Spectacle vu à la Comédie-Française – Salle Richelieu, le 2 juillet 2015
Reprise du 2 octobre 2015 au 6 janvier 2016
Mise en scène Lilo Baur

 

© Brigitte Enguérand

 

L’occasion, assez rare finalement, de découvrir La maison de Bernarda Alba, cette “vraie pièce de femmes”, dans une mise en scène très énergique, servie par dix comédiennes exceptionnelles du Français

 

Comme l’a fait remarquer Cécile Brune, La maison de Bernarda Alba de Federico Garcia Lorca, pièce bien connue des troupes amateurs est très peu programmée par les scènes nationales. A la Comédie-Française par exemple, il faut remonter à 1974, avec le spectacle de Robert Hossein qui avait confié le rôle d’Adela à la jeune pensionnaire…Isabelle Adjani !

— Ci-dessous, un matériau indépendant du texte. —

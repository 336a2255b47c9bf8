#![cfg_attr(feature = "fail-on-warnings", deny(warnings))]
#![warn(clippy::all, clippy::pedantic, clippy::nursery, clippy::cargo)]
#![allow(clippy::multiple_crate_versions, clippy::cargo_common_metadata)]

//! CLI entry point for the geodatabase coverage pipeline.

mod progress;

use std::path::PathBuf;
use std::time::Instant;

use clap::{Args, Parser, Subcommand};
use gdb_coverage::config::{load_config, validate};
use gdb_coverage_engine::GeoEngine;
use gdb_coverage_models::{CleanupPolicy, CoverageConfig, RunSummary};

use crate::progress::{IndicatifProgress, init_logger};

#[derive(Parser)]
#[command(
    name = "gdb_coverage",
    about = "Build a GeoJSON coverage footprint from a zipped geodatabase"
)]
struct Cli {
    #[command(subcommand)]
    command: Commands,
}

#[derive(Subcommand)]
enum Commands {
    /// Download, extract, transform and export a geodatabase (`.gdb`
    /// containers need a build with the `gdal` feature)
    Run(RunArgs),
    /// List the feature classes of an extracted container
    List {
        /// `.gdb` directory or directory of shapefiles
        container: PathBuf,
    },
    /// Print the default configuration as TOML
    DefaultConfig,
}

#[derive(Args)]
struct RunArgs {
    /// TOML configuration file; flags below override its values
    #[arg(long)]
    config: Option<PathBuf>,
    /// URL of the zipped geodatabase
    #[arg(long)]
    url: Option<String>,
    /// Use a local archive instead of downloading
    #[arg(long)]
    archive: Option<PathBuf>,
    /// Working directory for the download, extraction and intermediates
    #[arg(long)]
    work_dir: Option<PathBuf>,
    /// Container name inside the archive (e.g. `places.gdb`)
    #[arg(long)]
    container: Option<String>,
    /// Output GeoJSON path
    #[arg(long)]
    output: Option<PathBuf>,
    /// Buffer radius for point feature classes, in metres
    #[arg(long)]
    point_buffer: Option<f64>,
    /// Buffer radius for line feature classes, in metres
    #[arg(long)]
    line_buffer: Option<f64>,
    /// Write the intermediate layers of every transform
    #[arg(long)]
    keep_intermediates: bool,
    /// When to delete working files: never, `on_success` or always
    #[arg(long, value_parser = parse_cleanup)]
    cleanup: Option<CleanupPolicy>,
}

fn parse_cleanup(value: &str) -> Result<CleanupPolicy, String> {
    value
        .parse()
        .map_err(|_| format!("expected never, on_success or always, got `{value}`"))
}

impl RunArgs {
    fn into_config(self) -> Result<CoverageConfig, Box<dyn std::error::Error>> {
        let mut config = match &self.config {
            Some(path) => load_config(path)?,
            None => CoverageConfig::default(),
        };

        if let Some(url) = self.url {
            config.url = url;
        }
        if let Some(archive) = self.archive {
            config.archive = Some(archive);
        }
        if let Some(work_dir) = self.work_dir {
            config.work_dir = work_dir;
        }
        if let Some(container) = self.container {
            config.container = Some(container);
        }
        if let Some(output) = self.output {
            config.output = output;
        }
        if let Some(metres) = self.point_buffer {
            config.point_buffer_m = metres;
        }
        if let Some(metres) = self.line_buffer {
            config.line_buffer_m = metres;
        }
        if self.keep_intermediates {
            config.keep_intermediates = true;
        }
        if let Some(cleanup) = self.cleanup {
            config.cleanup = cleanup;
        }

        validate(&config)?;
        Ok(config)
    }
}

fn print_summary(summary: &RunSummary, elapsed_secs: f64) {
    println!();
    println!(
        "{:<30} {:>10} {:>10} {:>10}",
        "FEATURE CLASS", "INPUT", "POLYGONS", "DROPPED"
    );
    println!("{}", "-".repeat(63));
    for class in &summary.classes {
        println!(
            "{:<30} {:>10} {:>10} {:>10}",
            class.name, class.input_features, class.appended, class.dropped
        );
    }
    for skipped in &summary.skipped {
        println!("{:<30} skipped: {}", skipped.name, skipped.reason);
    }
    println!("{}", "-".repeat(63));
    println!("Accumulated polygons: {}", summary.accumulated_polygons);
    println!("Output polygons:      {}", summary.polygon_count);
    println!("Total vertices:       {}", summary.total_vertices);
    if let Some(output) = &summary.output {
        println!("Written to:           {}", output.display());
    }
    println!("Finished in {elapsed_secs:.1}s");
}

#[tokio::main]
async fn main() -> Result<(), Box<dyn std::error::Error>> {
    let multi = init_logger();
    let cli = Cli::parse();

    match cli.command {
        Commands::Run(args) => {
            let config = args.into_config()?;
            let progress = IndicatifProgress::feature_classes_bar(&multi);

            let start = Instant::now();
            let summary = gdb_coverage::run(&config, &GeoEngine, &progress).await?;

            print_summary(&summary, start.elapsed().as_secs_f64());
        }
        Commands::List { container } => {
            let classes = gdb_coverage::list_feature_classes(&container, false)?;
            println!("{:<40} {:<20} SPATIAL REFERENCE", "NAME", "KIND");
            println!("{}", "-".repeat(80));
            for class in &classes {
                println!(
                    "{:<40} {:<20} {}",
                    class.name,
                    class.kind.to_string(),
                    class.spatial_ref.name().unwrap_or("<unknown>")
                );
            }
        }
        Commands::DefaultConfig => {
            print!("{}", toml::to_string_pretty(&CoverageConfig::default())?);
        }
    }

    Ok(())
}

Lilo Baur a déjà monté un spectacle au Français : c’est à elle que l’on doit “La (formidable) Tête des Autres” au Vieux-Colombier. Nouveau challenge, nouveau lieu pour cette metteure en scène tellement contemporaine. Grâce à un sublime décor architectural, elle parvient à transplanter le plateau de la Salle Richelieu aux fins fonds de l’Andalousie.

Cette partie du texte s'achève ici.